What the task asks:
For every line in the entries that contains "終了時刻", show the whole line.

[Dataset entries]
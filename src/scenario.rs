use serde::{Deserialize, Serialize};
use std::fs;
use std::path::{Path, PathBuf};
use thiserror::Error;

use crate::models::{MassBudget, PhysicalConstants, RocketEvent, SimTime};

/// シナリオメタデータ
#[derive(Debug, Clone, Deserialize, Serialize)]
#[serde(default)]
pub struct ScenarioMeta {
    pub version: String,
    pub name: String,
    pub description: String,
}

impl Default for ScenarioMeta {
    fn default() -> Self {
        Self {
            version: "1.0".to_string(),
            name: "salvo_default".to_string(),
            description: "4秒・8秒に各1発を発射する2発斉射".to_string(),
        }
    }
}

/// シミュレーション設定
#[derive(Debug, Clone, Deserialize, Serialize)]
#[serde(default)]
pub struct SimulationConfig {
    /// 時間刻み[ms]
    pub step_ms: u64,
    /// 終了時刻[ms]
    pub end_ms: u64,
    /// 初期迎角（トリム状態）
    pub initial_attack_angle: f64,
}

impl Default for SimulationConfig {
    fn default() -> Self {
        Self {
            step_ms: 1,
            end_ms: 10_000,
            initial_attack_angle: 4.0,
        }
    }
}

/// ロケット設定
#[derive(Debug, Clone, Deserialize, Serialize)]
pub struct RocketConfig {
    pub id: String,
    pub launch_ms: u64,
    pub burn_ms: u64,
    pub mass_kg: f64,
    /// 発射後1msごとの半径距離[m]（長さは burn_ms + 1）
    #[serde(default, skip_serializing_if = "Option::is_none")]
    pub radial_table_m: Option<Vec<f64>>,
}

impl RocketConfig {
    fn to_event(&self) -> RocketEvent {
        let event = RocketEvent::new(
            self.id.clone(),
            SimTime::from_millis(self.launch_ms),
            self.burn_ms,
            self.mass_kg,
        );
        match &self.radial_table_m {
            Some(table) => event.with_radial_table(table.clone()),
            None => event,
        }
    }
}

/// 完全なシナリオ設定
#[derive(Debug, Clone, Deserialize, Serialize)]
pub struct ScenarioConfig {
    #[serde(default)]
    pub meta: ScenarioMeta,
    #[serde(default)]
    pub sim: SimulationConfig,
    #[serde(default)]
    pub constants: PhysicalConstants,
    pub rockets: Vec<RocketConfig>,
}

impl Default for ScenarioConfig {
    /// 組み込みの2発斉射シナリオ
    fn default() -> Self {
        let rocket = |id: &str, launch_ms: u64| RocketConfig {
            id: id.to_string(),
            launch_ms,
            burn_ms: 15,
            mass_kg: 15.0,
            radial_table_m: None,
        };

        Self {
            meta: ScenarioMeta::default(),
            sim: SimulationConfig::default(),
            constants: PhysicalConstants::default(),
            rockets: vec![rocket("R1", 4000), rocket("R2", 8000)],
        }
    }
}

impl ScenarioConfig {
    /// YAMLファイルからシナリオ設定を読み込み
    pub fn from_file<P: AsRef<Path>>(path: P) -> Result<Self, ScenarioError> {
        let path = path.as_ref();

        if !path.exists() {
            return Err(ScenarioError::FileNotFound(path.to_path_buf()));
        }

        let contents = fs::read_to_string(path)
            .map_err(|e| ScenarioError::IoError(path.to_path_buf(), e))?;

        let config: ScenarioConfig = serde_yaml::from_str(&contents)
            .map_err(|e| ScenarioError::ParseError(path.to_path_buf(), e))?;

        config.validate()?;

        Ok(config)
    }

    /// 設定の検証
    ///
    /// 積分ループに入る前に、時刻の整合性と質量収支をすべて確認する。
    pub fn validate(&self) -> Result<(), ScenarioError> {
        let step = self.sim.step_ms;
        if step == 0 {
            return Err(invalid("step_ms must be positive".to_string()));
        }
        if self.sim.end_ms == 0 || self.sim.end_ms % step != 0 {
            return Err(invalid(format!(
                "end_ms {} must be a positive multiple of step_ms {}",
                self.sim.end_ms, step
            )));
        }

        if self.sim.end_ms / step > MAX_STEPS {
            return Err(invalid(format!(
                "end_ms {} / step_ms {} exceeds the limit of {} steps",
                self.sim.end_ms, step, MAX_STEPS
            )));
        }

        let c = &self.constants;
        if !c.m_part.is_finite() || c.m_part < 0.0 {
            return Err(invalid(format!("m_part {} must be finite and non-negative", c.m_part)));
        }
        if c.m_delta_z == 0.0 {
            return Err(invalid("m_delta_z must be non-zero".to_string()));
        }
        if c.gravity == 0.0 {
            return Err(invalid("gravity must be non-zero".to_string()));
        }

        let mut previous_burnout: Option<(&str, u64)> = None;
        for rocket in &self.rockets {
            if rocket.launch_ms == 0 || rocket.launch_ms % step != 0 || rocket.burn_ms % step != 0 {
                return Err(invalid(format!(
                    "Rocket {} launch {}ms / burn {}ms must be positive multiples of step_ms {}",
                    rocket.id, rocket.launch_ms, rocket.burn_ms, step
                )));
            }
            if !rocket.mass_kg.is_finite() || rocket.mass_kg < 0.0 {
                return Err(invalid(format!(
                    "Rocket {} mass {}kg must be finite and non-negative",
                    rocket.id, rocket.mass_kg
                )));
            }
            if rocket.mass_kg + c.m_part < 0.0 {
                return Err(invalid(format!(
                    "Rocket {} total mass {}kg must be non-negative",
                    rocket.id,
                    rocket.mass_kg + c.m_part
                )));
            }
            let burnout = rocket.launch_ms.checked_add(rocket.burn_ms).ok_or_else(|| {
                invalid(format!(
                    "Rocket {} launch {}ms + burn {}ms overflows",
                    rocket.id, rocket.launch_ms, rocket.burn_ms
                ))
            })?;
            if burnout > self.sim.end_ms {
                return Err(invalid(format!(
                    "Rocket {} burnout {}ms exceeds end_ms {}",
                    rocket.id, burnout, self.sim.end_ms
                )));
            }
            if let Some((prev_id, prev_burnout)) = previous_burnout {
                if rocket.launch_ms <= prev_burnout {
                    return Err(invalid(format!(
                        "Rocket {} launches at {}ms before {} burns out at {}ms (overlapping burn windows are not supported; launches must be sequential)",
                        rocket.id, rocket.launch_ms, prev_id, prev_burnout
                    )));
                }
            }
            if let Some(table) = &rocket.radial_table_m {
                let expected = rocket
                    .burn_ms
                    .checked_add(1)
                    .and_then(|n| usize::try_from(n).ok())
                    .ok_or_else(|| invalid(format!("Rocket {} burn {}ms is too long", rocket.id, rocket.burn_ms)))?;
                if table.len() != expected {
                    return Err(invalid(format!(
                        "Rocket {} radial table has {} samples, burn of {}ms needs {}",
                        rocket.id,
                        table.len(),
                        rocket.burn_ms,
                        expected
                    )));
                }
            }
            if let Some(table) = &rocket.radial_table_m {
                if let Some(bad) = table.iter().position(|r| !r.is_finite()) {
                    return Err(invalid(format!(
                        "Rocket {} radial table sample {} is not finite",
                        rocket.id, bad
                    )));
                }
            }
            previous_burnout = Some((rocket.id.as_str(), burnout));
        }

        let events = self.rocket_events();
        let budget = MassBudget::after_launches(c, &events)
            .map_err(|e| invalid(e.to_string()))?;
        let full = MassBudget::after_launches(c, &[]).map_err(|e| invalid(e.to_string()))?;
        if full.moment_of_inertia(c, 0.0) <= 0.0 || budget.moment_of_inertia(c, 0.0) <= 0.0 {
            return Err(invalid("moment of inertia must stay positive".to_string()));
        }

        Ok(())
    }

    /// 発射順に並んだロケットイベント列
    pub fn rocket_events(&self) -> Vec<RocketEvent> {
        self.rockets.iter().map(RocketConfig::to_event).collect()
    }

    /// シナリオの概要を表示
    pub fn print_summary(&self) {
        println!("=== シナリオ情報 ===");
        println!("名前: {}", self.meta.name);
        println!("説明: {}", self.meta.description);
        println!("バージョン: {}", self.meta.version);
        println!();

        println!("=== シミュレーション設定 ===");
        println!("時間刻み: {}ms", self.sim.step_ms);
        println!("終了時刻: {:.3}秒", self.sim.end_ms as f64 / 1000.0);
        println!("初期迎角: {}", self.sim.initial_attack_angle);
        println!();

        println!("=== 機体 ===");
        println!("機体質量: {:.1}kg", self.constants.m_all);
        println!("発射筒質量: {:.1}kg", self.constants.tube_mass);
        println!();

        println!("=== ロケット ===");
        println!("搭載数: {}発", self.rockets.len());
        let total_mass: f64 = self.rockets.iter().map(|r| r.mass_kg).sum();
        println!("総質量: {:.1}kg", total_mass);

        for rocket in &self.rockets {
            println!(
                "  {}: 発射 {:.3}秒, 燃焼 {}ms, {:.1}kg{}",
                rocket.id,
                rocket.launch_ms as f64 / 1000.0,
                rocket.burn_ms,
                rocket.mass_kg,
                if rocket.radial_table_m.is_some() { " (半径テーブルあり)" } else { "" }
            );
        }
    }
}

/// 1回の実行で積分するステップ数の上限（スナップショットは全件メモリに保持する）
pub const MAX_STEPS: u64 = 10_000_000;

fn invalid(msg: String) -> ScenarioError {
    ScenarioError::ValidationError(msg)
}

/// シナリオ読み込みエラー
#[derive(Debug, Error)]
pub enum ScenarioError {
    #[error("シナリオファイルが見つかりません: {}", .0.display())]
    FileNotFound(PathBuf),
    #[error("ファイル読み込みエラー {}: {}", .0.display(), .1)]
    IoError(PathBuf, #[source] std::io::Error),
    #[error("YAML解析エラー {}: {}", .0.display(), .1)]
    ParseError(PathBuf, #[source] serde_yaml::Error),
    #[error("設定検証エラー: {0}")]
    ValidationError(String),
}
//! 縦系（ピッチ）運動の空力モデル
//!
//! 昇降舵は迎角に比例するトリム則で決まり、時間積分はしない。

use crate::models::constants::PhysicalConstants;

/// トリム則による昇降舵角 δ = −(mα·α)/mδ
pub fn trim_elevator_angle(constants: &PhysicalConstants, attack_angle: f64) -> f64 {
    -(constants.m_alpha_z * attack_angle) / constants.m_delta_z
}

/// 迎角・昇降舵角による空力ピッチングモーメント
pub fn pitching_moment(constants: &PhysicalConstants, attack_angle: f64, elevator_angle: f64) -> f64 {
    let scale = constants.aero_scale();
    (attack_angle * constants.m_alpha_z * scale) / constants.gravity
        + (elevator_angle * constants.m_delta_z * scale) / constants.gravity
}

/// 角加速度 ε = M·R·g / I
pub fn angular_acceleration(constants: &PhysicalConstants, moment: f64, moment_of_inertia: f64) -> f64 {
    moment * constants.radius * constants.gravity / moment_of_inertia
}
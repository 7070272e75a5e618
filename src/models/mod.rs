// 時刻表現と数値積分ユーティリティ
pub mod common;

// 出力先インターフェース（trait）定義
pub mod traits;

// 物理モデル
pub mod constants;
pub mod aerodynamics;
pub mod mass;
pub mod rocket;
pub mod state;

// 便利な re-export
pub use common::*;
pub use traits::*;
pub use constants::PhysicalConstants;
pub use mass::MassBudget;
pub use rocket::{RocketEvent, RocketMotion};
pub use state::SimulationState;
use crate::models::{constants::PhysicalConstants, rocket::RocketEvent};
use crate::simulation::SimulationError;

/// 発射済みロケットを差し引いた残存質量
#[derive(Debug, Clone, Copy, PartialEq)]
pub struct MassBudget {
    /// 機体質量[kg]
    pub airframe_mass: f64,
    /// 発射筒・ペイロード質量[kg]
    pub tube_mass: f64,
}

impl MassBudget {
    /// 発射済みロケット列から残存質量を求める
    ///
    /// どちらかの質量が負になる構成はエラー。
    pub fn after_launches(constants: &PhysicalConstants, launched: &[RocketEvent]) -> Result<Self, SimulationError> {
        let released: f64 = launched.iter().map(|r| r.mass).sum();
        let budget = Self {
            airframe_mass: constants.m_all - released,
            tube_mass: constants.tube_mass - launched.len() as f64 * constants.m_part,
        };

        if budget.airframe_mass < 0.0 {
            return Err(SimulationError::NegativeMass(format!(
                "機体質量 {:.3}kg ({}発発射後)",
                budget.airframe_mass,
                launched.len()
            )));
        }
        if budget.tube_mass < 0.0 {
            return Err(SimulationError::NegativeMass(format!(
                "発射筒質量 {:.3}kg ({}発発射後)",
                budget.tube_mass,
                launched.len()
            )));
        }

        Ok(budget)
    }

    /// 機体項 + 発射筒項 + 燃焼中ロケットの寄与
    pub fn moment_of_inertia(&self, constants: &PhysicalConstants, burning_contribution: f64) -> f64 {
        let airframe = if constants.m_all > 0.0 {
            constants.airframe_inertia * self.airframe_mass / constants.m_all
        } else {
            0.0
        };
        let tube = self.tube_mass * constants.tube_arm * constants.tube_arm + burning_contribution;
        airframe + tube
    }
}

#[cfg(test)]
mod tests {
    use super::*;
    use crate::models::common::SimTime;
    use approx::assert_relative_eq;

    fn salvo() -> Vec<RocketEvent> {
        vec![
            RocketEvent::new("R1".to_string(), SimTime::from_millis(4000), 15, 15.0),
            RocketEvent::new("R2".to_string(), SimTime::from_millis(8000), 15, 15.0),
        ]
    }

    #[test]
    fn test_full_load_inertia() {
        let c = PhysicalConstants::default();
        let budget = MassBudget::after_launches(&c, &[]).unwrap();
        assert_eq!(budget.airframe_mass, 50.0);
        assert_relative_eq!(budget.moment_of_inertia(&c, 0.0), 38.8, epsilon = 1e-12);
    }

    #[test]
    fn test_inertia_drops_after_launches() {
        let c = PhysicalConstants::default();
        let rockets = salvo();
        let one = MassBudget::after_launches(&c, &rockets[..1]).unwrap();
        let two = MassBudget::after_launches(&c, &rockets).unwrap();

        assert_eq!(one.airframe_mass, 35.0);
        assert_eq!(two.airframe_mass, 20.0);
        assert_relative_eq!(two.tube_mass, 2.4, epsilon = 1e-12);
        assert!(one.moment_of_inertia(&c, 0.0) < 38.8);
        assert!(two.moment_of_inertia(&c, 0.0) < one.moment_of_inertia(&c, 0.0));
        assert!(two.moment_of_inertia(&c, 0.0) > 0.0);
    }

    #[test]
    fn test_burning_contribution_is_added() {
        let c = PhysicalConstants::default();
        let budget = MassBudget::after_launches(&c, &[]).unwrap();
        assert_relative_eq!(budget.moment_of_inertia(&c, 1.5), 40.3, epsilon = 1e-12);
    }

    #[test]
    fn test_negative_mass_rejected() {
        let c = PhysicalConstants::default();
        let heavy = vec![RocketEvent::new("H".to_string(), SimTime::from_millis(1000), 15, 60.0)];
        assert!(matches!(
            MassBudget::after_launches(&c, &heavy),
            Err(SimulationError::NegativeMass(_))
        ));
    }
}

Response for this exercise:
    /// 終了時刻[ms]
        println!("終了時刻: {:.3}秒", self.sim.end_ms as f64 / 1000.0);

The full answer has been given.